It will be observed that the first section does not say whether it applies to the state, or to cities or municipalities within the state, and, without some qualifying clause,, or expressed limitation, it would undoubtedly refer to the highways and streets within the entire state. But the third section does qualify and limit the first section, and says it shall apply to highways, streets, etc.: (1) Within the limits of any incorporated town or city where the law incorporating the same has or may hereafter be repealed, (2) or has or may hereafter forfeit their charters, (3) or may fail to keep an organized board of mayor and aldermen. This third section then concludes with the proviso that it shall not be so construed as to interfere with the governments of any organized corporation of any town or city.
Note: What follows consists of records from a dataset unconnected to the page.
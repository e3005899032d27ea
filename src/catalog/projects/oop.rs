use crate::models::{Difficulty, Project};

// Grouped by implementation language, carried in `category`. Walkthroughs only, no source.
pub(in crate::catalog) static PROJECTS: &[Project] = &[
    Project {
        id: 1,
        title: "University Management System",
        description: "Complete system for managing university departments, faculty, students, and courses.",
        difficulty: Difficulty::Advanced,
        category: Some("Java"),
        duration: None,
        features: &[
            "Student enrollment",
            "Course registration",
            "Faculty management",
            "Grade tracking",
            "Department administration",
        ],
        technologies: &["Java", "Spring Framework", "Hibernate", "MySQL", "Maven"],
        concepts: &["Inheritance", "Polymorphism", "Encapsulation", "Abstraction"],
        source_url: None,
        icon: "🎓",
        complexity: None,
        download_codes: &[],
    },
    Project {
        id: 2,
        title: "E-Commerce Platform",
        description: "Object-oriented implementation of an online shopping system.",
        difficulty: Difficulty::Advanced,
        category: Some("C++"),
        duration: None,
        features: &[
            "Product catalog",
            "Shopping cart",
            "User accounts",
            "Order processing",
            "Payment integration",
        ],
        technologies: &["C++"],
        concepts: &[
            "Class hierarchy",
            "Interface design",
            "Design patterns",
            "SOLID principles",
        ],
        source_url: None,
        icon: "🛍️",
        complexity: None,
        download_codes: &[],
    },
    Project {
        id: 3,
        title: "Social Media Network",
        description: "Social networking platform with user interactions and content sharing.",
        difficulty: Difficulty::Intermediate,
        category: Some("Python"),
        duration: None,
        features: &[
            "User profiles",
            "Friend connections",
            "Post sharing",
            "News feed",
            "Notifications",
        ],
        technologies: &["Python"],
        concepts: &[
            "Object composition",
            "Method overriding",
            "Abstract classes",
            "Interfaces",
        ],
        source_url: None,
        icon: "🌐",
        complexity: None,
        download_codes: &[],
    },
    Project {
        id: 4,
        title: "Game Engine Framework",
        description: "Basic game engine demonstrating OOP principles in game development.",
        difficulty: Difficulty::Advanced,
        category: Some("C++"),
        duration: None,
        features: &[
            "Entity system",
            "Physics engine",
            "Resource management",
            "Event handling",
            "Rendering system",
        ],
        technologies: &["C++"],
        concepts: &[
            "Component systems",
            "Factory pattern",
            "Observer pattern",
            "Singleton pattern",
        ],
        source_url: None,
        icon: "🎮",
        complexity: None,
        download_codes: &[],
    },
    Project {
        id: 5,
        title: "Smart Home System",
        description: "IoT-based smart home automation system using OOP principles.",
        difficulty: Difficulty::Intermediate,
        category: Some("Java"),
        duration: None,
        features: &[
            "Device management",
            "Automation rules",
            "Sensor integration",
            "Remote control",
            "Energy monitoring",
        ],
        technologies: &["Java", "Spring Framework", "MQTT", "MongoDB", "WebSocket"],
        concepts: &[
            "Interface segregation",
            "Dependency injection",
            "Event-driven design",
            "Strategy pattern",
        ],
        source_url: None,
        icon: "🏠",
        complexity: None,
        download_codes: &[],
    },
];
You have to consider sections 1 and 3 in their relation to each other to determine the legislative intent. The proviso of the third section and the terms of the fourth section indicate that the Legislature realized that organized municipal corporations had authority and jurisdiction of their streets, side

walks, etc., and did not wish to interfere with such right further than to provide that the board of mayor and aldermen should be guilty of a nuisance when they, under such

authority, permitted their streets, sidewalks, etc., to become obstructed.

So far as obstructing the highways, roads, etc., of the state, outside of the incorporated cities and towns, they were aware that the offender, was subject to indictment under the common law, and so the act in question was intended to apply in the three instances set forth in the third section of the act not provided for by either of the remedies above set forth. Take for example the case of a street, in an incorporated town that has no organized board of mayor and aldermen, becoming obstructed: If the offender is indicted under the common law, he would defend on the ground that the street was within an incorporated town, over which the corporation had exclusive authority and control; there is no corporate organization to punish the offender, and the result would be that he would go unpunished. To meet such a case and to extend the law so as to provide a remedy whereby all persons who obstruct highways can be called to account the act in question was passed. This appears to us to be what the Legislature had in mind.

Now, there is no allegation in the presentment involved in this case that would bring it within the third section of this act. It was evidently drawn under the first section of the act upon the theory that the act applied to all of the roads, highways, and streets within the state.

It results that the judgment of the circuit court is reversed, and the presentment is quashed.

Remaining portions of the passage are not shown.